If it pans out the way they suggested, we’re going to see lots of cars repossessed and deeply discounted as buyers dry up. Lots of damage to banks as their loan portfolios are massively overvalued right now.

Companies with huge lease inventories are going to have a painful couple years if this happens. They had a huge windfall with the past year’s used price inflation. Now they are going to be eating billions in overvalued lease returns. High interest rates are going to eat into this as well as people’s budgets for cars drops due to the rate change.

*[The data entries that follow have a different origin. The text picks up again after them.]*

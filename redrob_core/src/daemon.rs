//! Daemon core: brings the control loop up and down and reports its health.
//!
//! Every public operation that fails logs the error, latches it as the last
//! error (the first unread error wins) and lights the sysfail LED.

use std::net::SocketAddr;
use std::sync::atomic::{AtomicBool, Ordering};
use std::sync::Arc;

use parking_lot::Mutex;

use crate::config::DaemonConfig;
use crate::control_loop::{ControlLoop, CTRL_TASK_NAME, CTRL_TIMEOUTS};
use crate::error::{ErrorRecord, LastError, RedrobError, RedrobResult};
use crate::hardware::leds::StatusLeds;
use crate::hardware::Hardware;
use crate::net::server::ServerControl;
use crate::task::{abort_task, check_task, finalize_task, initialize_task, CyclicTask};

pub const PROD_NUM: &str = "REDROBD";
pub const RSTATE: &str = "R1A02";

/// Product number and revision state.
#[derive(Debug, Clone, Copy, PartialEq, Eq)]
pub struct ProdInfo {
    pub prod_num: &'static str,
    pub rstate: &'static str,
}

pub fn prod_info() -> ProdInfo {
    ProdInfo {
        prod_num: PROD_NUM,
        rstate: RSTATE,
    }
}

pub struct RedrobCore {
    hw: Hardware,
    leds: Mutex<Option<StatusLeds>>,
    last_error: LastError,
    shutdown_request: Arc<AtomicBool>,
    ctrl: Mutex<Option<CyclicTask<ControlLoop>>>,
    server_control: Mutex<Option<Arc<ServerControl>>>,
}

impl RedrobCore {
    pub fn new(hw: Hardware) -> Self {
        Self {
            hw,
            leds: Mutex::new(None),
            last_error: LastError::new(),
            shutdown_request: Arc::new(AtomicBool::new(false)),
            ctrl: Mutex::new(None),
            server_control: Mutex::new(None),
        }
    }

    pub fn prod_info(&self) -> ProdInfo {
        prod_info()
    }

    /// Start the control loop and, through it, every worker.
    pub fn initialize(&self, config: &DaemonConfig) -> RedrobResult<()> {
        let result = self.do_initialize(config);
        self.report("initialize", result)
    }

    /// Stop the control loop and release the LEDs.
    pub fn finalize(&self) -> RedrobResult<()> {
        let result = self.do_finalize();
        self.report("finalize", result)
    }

    /// Fails unless the control loop is executing with an OK status.
    pub fn check_run_status(&self) -> RedrobResult<()> {
        let result = match self.ctrl.lock().as_ref() {
            Some(task) => check_task(task),
            None => Err(RedrobError::NotInitialized),
        };
        self.report("check_run_status", result)
    }

    /// True once the shutdown switch has been seen.
    pub fn shutdown_requested(&self) -> bool {
        self.shutdown_request.load(Ordering::SeqCst)
    }

    /// Read and clear the last error.
    pub fn get_last_error(&self) -> Option<ErrorRecord> {
        self.last_error.take()
    }

    /// Address the remote control server is listening on, while running.
    pub fn net_server_addr(&self) -> Option<SocketAddr> {
        self.server_control
            .lock()
            .as_ref()
            .and_then(|control| control.local_addr())
    }

    fn do_initialize(&self, config: &DaemonConfig) -> RedrobResult<()> {
        let mut ctrl = self.ctrl.lock();
        if ctrl.is_some() {
            return Err(RedrobError::AlreadyInitialized);
        }
        config.validate()?;

        log::info!(
            "Initializing {} {}, control loop at {} Hz",
            PROD_NUM,
            RSTATE,
            config.ctrl_thread_freq
        );
        self.shutdown_request.store(false, Ordering::SeqCst);

        let mut leds_slot = self.leds.lock();
        let leds = leds_slot.insert(StatusLeds::new(
            Arc::clone(&self.hw.gpio),
            config.pins.led_pins(),
        ));
        leds.initialize()?;

        let started = ControlLoop::new(&self.hw, leds, config, Arc::clone(&self.shutdown_request))
            .and_then(|body| {
                let server_control = body.server_control();
                let task = CyclicTask::cyclic(CTRL_TASK_NAME, config.ctrl_thread_freq, body)?;
                Ok((task, server_control))
            })
            .and_then(|(mut task, server_control)| {
                match initialize_task(&mut task, (), CTRL_TIMEOUTS.start, CTRL_TIMEOUTS.execute) {
                    Ok(()) => Ok((task, server_control)),
                    Err(e) => {
                        if let Err(abort) = abort_task(&mut task, CTRL_TIMEOUTS.stop) {
                            log::warn!("Control loop did not come down: {}", abort);
                        }
                        Err(e)
                    }
                }
            });

        let (task, server_control) = match started {
            Ok(started) => started,
            Err(e) => {
                // Give the LED pins back, sysfail stays claimed to show the error
                if let Err(led) = leds.finalize() {
                    log::warn!("Releasing LEDs failed: {}", led);
                }
                return Err(e);
            }
        };

        *self.server_control.lock() = Some(server_control);
        *ctrl = Some(task);
        log::info!("Initialized");
        Ok(())
    }

    fn do_finalize(&self) -> RedrobResult<()> {
        let mut task = self.ctrl.lock().take().ok_or(RedrobError::NotInitialized)?;
        *self.server_control.lock() = None;

        let stopped = finalize_task(&mut task, CTRL_TIMEOUTS.stop);
        let released = match self.leds.lock().as_mut() {
            Some(leds) => leds.finalize(),
            None => Ok(()),
        };
        stopped?;
        released?;
        log::info!("Finalized");
        Ok(())
    }

    fn report<T>(&self, operation: &str, result: RedrobResult<T>) -> RedrobResult<T> {
        if let Err(e) = &result {
            log::error!("{} failed: {}", operation, e);
            self.last_error.latch(ErrorRecord::from(e));
            if let Some(leds) = self.leds.lock().as_ref() {
                if let Err(led) = leds.sysfail().set(true) {
                    log::warn!("Setting sysfail LED failed: {}", led);
                }
            }
        }
        result
    }
}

I guess since the the past few years have been crazy. Why stop now? Buckle up.
I posted this on another forum on 11/3. I cannot believe that the supposed experts took another month to start saying it, and some idiot like me, nowhere near cars and retail, sees it early?

OR--they purposely hid the looming problem. I can say for sure that the Jeep dealer near me was hiding inventory in the back lot (service/fleet) to be able to still claim a shortage when buyers came in.




This is going to be the worst retail holiday season in a long time, and great time to buy a car

Apple has frozen hiring, and stopped manufacturing the iPhone 14 Plus (which I considered retarded anyway).

Target has slowed distribution center hiring/training.

Best Buy has issued a shareholder advisory to reduce expectations.

Mannheim, which tracks and analyzes car sales, says car sales are slowing, inventory is building, prices are down, and expects December to be the slowest in a while. Prices are MSRP now, down from the markups that were common.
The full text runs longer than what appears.